Using very small amounts of plant material, the effect of the T-DNA insertion
on the transcription of the affected gene is investigated by semi-quantitative
RT-PCR. Agrobacterium
tumefaciens-mediated plant transformation of tobacco leaves will be
performed to determine the subcellular localization of the protein encoded by
the affected gene. Confocal laser scanning microscopy is then used to localize
the protein subcellularly using co-transformed marker proteins. In addition,
the method of PEG-mediated protoplast transformation is learned. The
transformed protoplasts are then used for protein-protein interaction studies
in vivo via BiFC and a Co-IP experiment. During the third experimental week
"From
gene expression to proteins and RNA", the recombinant T7 RNA
polymerase expressed in E. coli will be purified, followed by protein
characterization by SDS-PAGE and Western blot.
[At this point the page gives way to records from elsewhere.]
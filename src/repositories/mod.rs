pub(crate) mod competitions;
pub(crate) mod leaderboard;
pub(crate) mod questions;
pub(crate) mod quizzes;
pub(crate) mod submissions;
pub(crate) mod users;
Its enzymatic activity will be
evaluated by in vitro transcription and RNA purification, including transcript
analysis by gel electrophoresis.
Methods applied in the practical course:Agrobacterium-mediated
plant transformation; PEG-mediated protoplast transformation; plant genomic DNA
isolation; PCR-based T-DNA mutant characterization; mRNA Direct; RT-PCR;
preparation of phase preparations; ZEISS Apotome; spinning disk CLSM; BiFC;
Co-IP; in vitro transcription; RNA purification; transcript analysis.